Sixty-one percent of businesses expect to pay more for their workers' health coverage when the Affordable Care Act fully takes effect in 2014, according to a survey of 1,203 companies conducted by Mercer, the Los Angeles Times' "Money & Co." reports.
The survey found that 20% of respondents said they expect their costs to increase by at least 5% (Terhune, "Money & Co.," Los Angeles Times, 8/8).
Under the health reform law, employers with 50 or more full-time employees must offer affordable and qualifying coverage. If an employer fails to offer the benefits or if even one worker is forced to depend on government subsidies to purchase insurance, the employer must pay a penalty (Radnofsky, Wall Street Journal, 8/8).
According to the Mercer survey, 25% of respondents expect to make changes to their health benefits plans to avoid the penalty, and 6% anticipate potentially dropping health coverage because of the ACA.

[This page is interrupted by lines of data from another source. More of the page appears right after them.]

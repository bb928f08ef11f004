/// Durable key-value storage for ledger snapshots.
///
/// The ledger only needs `get` and `set` on string values. `FileStore`
/// keeps one JSON file per key in a directory; `MemoryStore` is used in
/// tests and for ephemeral clients.
use std::collections::HashMap;
use std::path::{Path, PathBuf};
use std::sync::Arc;

use async_trait::async_trait;
use tokio::sync::RwLock;

use crate::error::{Result, StoreError};

#[async_trait]
pub trait KeyValueStore: Send + Sync {
    /// Returns `None` when the key has never been written.
    async fn get(&self, key: &str) -> Result<Option<String>>;

    async fn set(&self, key: &str, value: &str) -> Result<()>;
}

/// In-process store. Clones share the same map.
#[derive(Debug, Clone, Default)]
pub struct MemoryStore {
    entries: Arc<RwLock<HashMap<String, String>>>,
}

impl MemoryStore {
    pub fn new() -> Self {
        Self::default()
    }
}

#[async_trait]
impl KeyValueStore for MemoryStore {
    async fn get(&self, key: &str) -> Result<Option<String>> {
        Ok(self.entries.read().await.get(key).cloned())
    }

    async fn set(&self, key: &str, value: &str) -> Result<()> {
        self.entries
            .write()
            .await
            .insert(key.to_string(), value.to_string());
        Ok(())
    }
}

/// One `<key>.json` file per key under a directory.
#[derive(Debug, Clone)]
pub struct FileStore {
    dir: PathBuf,
}

impl FileStore {
    /// The directory is created on first write.
    pub fn new(dir: impl Into<PathBuf>) -> Self {
        Self { dir: dir.into() }
    }

    pub fn dir(&self) -> &Path {
        &self.dir
    }

    fn path_for(&self, key: &str) -> Result<PathBuf> {
        let valid = !key.is_empty()
            && key
                .chars()
                .all(|c| c.is_ascii_alphanumeric() || c == '_' || c == '-');
        if !valid {
            return Err(StoreError::StatsPersistence(format!(
                "invalid store key: {key:?}"
            )));
        }
        Ok(self.dir.join(format!("{key}.json")))
    }
}

#[async_trait]
impl KeyValueStore for FileStore {
    async fn get(&self, key: &str) -> Result<Option<String>> {
        let path = self.path_for(key)?;
        match tokio::fs::read_to_string(&path).await {
            Ok(value) => Ok(Some(value)),
            Err(e) if e.kind() == std::io::ErrorKind::NotFound => Ok(None),
            Err(e) => Err(StoreError::Io(e)),
        }
    }

    /// Writes to a temporary file and renames it over the target.
    async fn set(&self, key: &str, value: &str) -> Result<()> {
        let path = self.path_for(key)?;
        tokio::fs::create_dir_all(&self.dir).await?;

        let tmp = path.with_extension("json.tmp");
        tokio::fs::write(&tmp, value).await?;
        tokio::fs::rename(&tmp, &path).await?;
        Ok(())
    }
}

About one-fifth of respondents reported that they would hire workers who would eligible for Medicaid under the law's expansion. However, many states have yet to make a decision on whether they will participate in the expansion, Politico reports.
Although the majority of employers said they are prepared to meet the requirements of the ACA provisions, 11% are delaying preparations until after the November elections.

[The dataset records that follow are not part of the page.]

impl ContentClient {
    pub fn new(
        registry: GatewayRegistry,
        transport: Arc<dyn GatewayTransport>,
        ledger: UsageLedger,
        policy: FallbackPolicy,
    ) -> Self {
        Self {
            deriver: IdentifierDeriver::default(),
            registry,
            transport,
            ledger,
            policy,
            attempt_timeout: DEFAULT_ATTEMPT_TIMEOUT,
            progress_delay: DEFAULT_PROGRESS_DELAY,
        }
    }

    /// Build an HTTP-backed client with a file-backed ledger.
    pub async fn from_config(config: &ClientConfig) -> Result<Self> {
        let registry = config.registry()?;
        let transport = Arc::new(HttpTransport::new(config.attempt_timeout())?);
        let store: Arc<dyn KeyValueStore> = Arc::new(FileStore::new(&config.stats_path));
        let ledger = UsageLedger::load(store).await;

        info!(
            read_gateways = registry.ordered_read_gateways().len(),
            write_gateway = %registry.write_gateway(),
            policy = ?config.policy,
            "Content client ready"
        );

        Ok(Self::new(registry, transport, ledger, config.policy)
            .with_cid_version(config.cid_version)
            .with_attempt_timeout(config.attempt_timeout())
            .with_progress_delay(config.progress_delay()))
    }

    pub fn with_cid_version(mut self, version: CidVersion) -> Self {
        self.deriver = IdentifierDeriver::new(version);
        self
    }

    pub fn with_attempt_timeout(mut self, timeout: Duration) -> Self {
        self.attempt_timeout = timeout;
        self
    }

    pub fn with_progress_delay(mut self, delay: Duration) -> Self {
        self.progress_delay = delay;
        self
    }

    pub fn registry(&self) -> &GatewayRegistry {
        &self.registry
    }

    pub fn ledger(&self) -> &UsageLedger {
        &self.ledger
    }

    pub fn policy(&self) -> FallbackPolicy {
        self.policy
    }

    /// Derive an identifier for `file`, report progress, and count the upload.
    ///
    /// The only error is [`StoreError::HashDerivation`], raised when the file
    /// has neither readable content nor a name.
    pub async fn upload(
        &self,
        file: &UploadFile,
        on_progress: Option<ProgressFn<'_>>,
    ) -> Result<UploadResult> {
        let byte_size = file.byte_size();

        let derivation = match self.deriver.derive_with_fallback(
            file.content.as_deref(),
            &file.name,
            byte_size,
        ) {
            Ok(d) => d,
            Err(e) => {
                self.ledger.record_error().await;
                error!(file_name = %file.name, error = %e, "Upload failed");
                return Err(e);
            }
        };

        let (identifier, mode, source) = match self.policy {
            FallbackPolicy::ContentAddressed => (
                derivation.identifier,
                derivation.mode,
                self.registry.write_gateway(),
            ),
            FallbackPolicy::Pooled => (
                derive::pooled(&derivation.digest),
                DerivationMode::Pooled,
                self.registry.primary(),
            ),
        };

        if let Some(report) = on_progress {
            self.report_progress(report).await;
        }

        let stats_persisted = self.ledger.record_upload(byte_size).await;

        info!(
            identifier = %identifier,
            file_name = %file.name,
            size = byte_size,
            mode = ?mode,
            "Upload complete"
        );

        Ok(UploadResult {
            url: self.registry.url_for(&identifier, None),
            identifier,
            byte_size,
            mime_type: file.mime_type.clone(),
            file_name: file.name.clone(),
            source_gateway: source.base.clone(),
            timestamp: Utc::now(),
            success: true,
            derivation: mode,
            stats_persisted,
        })
    }

    async fn report_progress(&self, report: ProgressFn<'_>) {
        for (i, stage) in PROGRESS_STAGES.iter().enumerate() {
            report(*stage);
            let last = i + 1 == PROGRESS_STAGES.len();
            if !last && !self.progress_delay.is_zero() {
                tokio::time::sleep(self.progress_delay).await;
            }
        }
    }

    /// Fetch content by trying each read gateway in priority order.
    ///
    /// Stops at the first gateway that answers. If all fail, exactly one
    /// error is recorded in the ledger. Malformed identifiers are rejected
    /// before any gateway is contacted.
    pub async fn retrieve(
        &self,
        identifier: &ContentIdentifier,
        file_name: Option<&str>,
    ) -> RetrievalOutcome {
        if let Err(e) = cid::classify(identifier.as_str()) {
            warn!(
                identifier = %identifier,
                error = %e,
                "Refusing to retrieve malformed identifier"
            );
            return RetrievalOutcome::failed(
                RetrievalError::MalformedIdentifier {
                    reason: e.to_string(),
                },
                file_name,
                Vec::new(),
                true,
            );
        }

        let mut attempts = Vec::new();

        for gateway in self.registry.ordered_read_gateways() {
            let url = gateway.url_for(identifier);

            let attempt = tokio::time::timeout(self.attempt_timeout, self.transport.fetch(&url));
            let result = match attempt.await {
                Ok(result) => result,
                Err(_) => Err(StoreError::GatewayUnreachable {
                    gateway: url.clone(),
                    reason: format!("timed out after {:?}", self.attempt_timeout),
                }),
            };

            match result {
                Ok(fetched) => {
                    let stats_persisted = self.ledger.record_download().await;
                    info!(
                        identifier = %identifier,
                        gateway = %gateway,
                        size = fetched.bytes.len(),
                        failed_attempts = attempts.len(),
                        "Retrieved content"
                    );
                    return RetrievalOutcome {
                        success: true,
                        bytes: Some(fetched.bytes),
                        gateway_used: Some(gateway.base.clone()),
                        content_type: fetched.content_type,
                        file_name: file_name.map(str::to_string),
                        error: None,
                        attempts,
                        stats_persisted,
                    };
                }
                Err(e) => {
                    warn!(
                        identifier = %identifier,
                        gateway = %gateway,
                        error = %e,
                        "Gateway attempt failed, trying next"
                    );
                    attempts.push(GatewayAttempt {
                        gateway: gateway.base.clone(),
                        error: e.to_string(),
                    });
                }
            }
        }

        let stats_persisted = self.ledger.record_error().await;
        error!(
            identifier = %identifier,
            attempts = attempts.len(),
            "All gateways exhausted"
        );

        RetrievalOutcome::failed(
            RetrievalError::AllGatewaysExhausted {
                attempts: attempts.len(),
            },
            file_name,
            attempts,
            stats_persisted,
        )
    }

    /// HEAD the read gateways in order; first 200 wins.
    pub async fn info(&self, identifier: &ContentIdentifier) -> Option<ContentInfo> {
        for gateway in self.registry.ordered_read_gateways() {
            let url = gateway.url_for(identifier);
            match tokio::time::timeout(self.attempt_timeout, self.transport.head(&url)).await {
                Ok(Ok(mut info)) => {
                    info.gateway = gateway.base.clone();
                    return Some(info);
                }
                Ok(Err(e)) => warn!(gateway = %gateway, error = %e, "HEAD request failed"),
                Err(_) => warn!(gateway = %gateway, "HEAD request timed out"),
            }
        }
        None
    }

    pub fn validate(&self, identifier: &str) -> ValidationResult {
        cid::validate(identifier)
    }

    pub fn url_for(&self, identifier: &ContentIdentifier, gateway: Option<&Gateway>) -> String {
        self.registry.url_for(identifier, gateway)
    }

    pub async fn stats(&self) -> StatsReport {
        self.ledger.report().await
    }
}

Retail, Restaurants Poised To Be Hit Hardest
According to Politico, the retail and hospitality industries, which typically employ the most number of part-time employees, are expecting to face large health care cost increases, with about 46% expecting increases of at least 3% (Smith, Politico, 8/8).
In the two industries, about 9% of employers plan to drop health coverage because of the law, the Wall Street Journal reports. Employers that do not already provide coverage are more likely to be considering cutting back on employees' work hours to circumvent the overhaul's coverage requirement, the Mercer survey found (Wall Street Journal, 8/8).